> **What is being asked**: Report the number of lines in the entries below that include the word "Western", and nothing else.
======
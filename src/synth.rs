//! Seeded synthetic emissions tables, for demos and property tests.

use anyhow::Result;
use rand::{rngs::StdRng, Rng, SeedableRng};
use std::io::Write;
use std::ops::RangeInclusive;

use crate::data::{Record, REQUIRED_COLUMNS};
use crate::region::Region;

const SUB_REGIONS: [(&str, &[&str]); 5] = [
    ("Asia", &["Eastern Asia", "Southern Asia", "Western Asia"]),
    ("Europe", &["Western Europe", "Northern Europe", "Eastern Europe"]),
    ("Americas", &["Northern America", "South America"]),
    ("Africa", &["Northern Africa", "Sub-Saharan Africa"]),
    ("Oceania", &["Australia and New Zealand", "Polynesia"]),
];

#[derive(Debug, Clone)]
pub struct SynthConfig {
    pub seed: u64,
    pub countries_per_sub_region: usize,
    pub years: RangeInclusive<i32>,
    /// Probability that a country emits nothing in a given year
    pub zero_rate: f64,
}

impl Default for SynthConfig {
    fn default() -> Self {
        Self {
            seed: 42,
            countries_per_sub_region: 3,
            years: 1990..=2022,
            zero_rate: 0.05,
        }
    }
}

/// One record per (country, year), with each country following its own
/// noisy growth curve.
pub fn generate(cfg: &SynthConfig) -> Vec<Record> {
    let mut rng = StdRng::seed_from_u64(cfg.seed);
    let mut records = Vec::new();

    for (region, subs) in SUB_REGIONS {
        for sub in subs {
            for i in 0..cfg.countries_per_sub_region {
                let country = format!("{} {}", sub, i + 1);
                let base_co2: f64 = rng.gen_range(1.0..5_000.0);
                let growth: f64 = rng.gen_range(-0.02..0.06);
                let gdp_per_t: f64 = rng.gen_range(2e8..3e9);
                let population: u64 = rng.gen_range(100_000..500_000_000);

                for (k, year) in cfg.years.clone().enumerate() {
                    let noise: f64 = rng.gen_range(0.9..1.1);
                    let co2 = if rng.gen_bool(cfg.zero_rate) {
                        0.0
                    } else {
                        base_co2 * (1.0 + growth).powi(k as i32) * noise
                    };
                    records.push(Record {
                        country: country.clone(),
                        region: Region::parse(region),
                        sub_region: sub.to_string(),
                        year,
                        co2,
                        gdp: co2.max(1.0) * gdp_per_t,
                        population: population + (k as u64) * population / 100,
                    });
                }
            }
        }
    }
    records
}

pub fn write_csv<W: Write>(records: &[Record], out: W) -> Result<()> {
    let mut writer = csv::Writer::from_writer(out);
    writer.write_record(REQUIRED_COLUMNS)?;
    for r in records {
        writer.write_record([
            r.country.clone(),
            r.region.to_string(),
            r.sub_region.clone(),
            r.year.to_string(),
            r.co2.to_string(),
            r.gdp.to_string(),
            r.population.to_string(),
        ])?;
    }
    writer.flush()?;
    Ok(())
}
======
> **Result for this task**: 2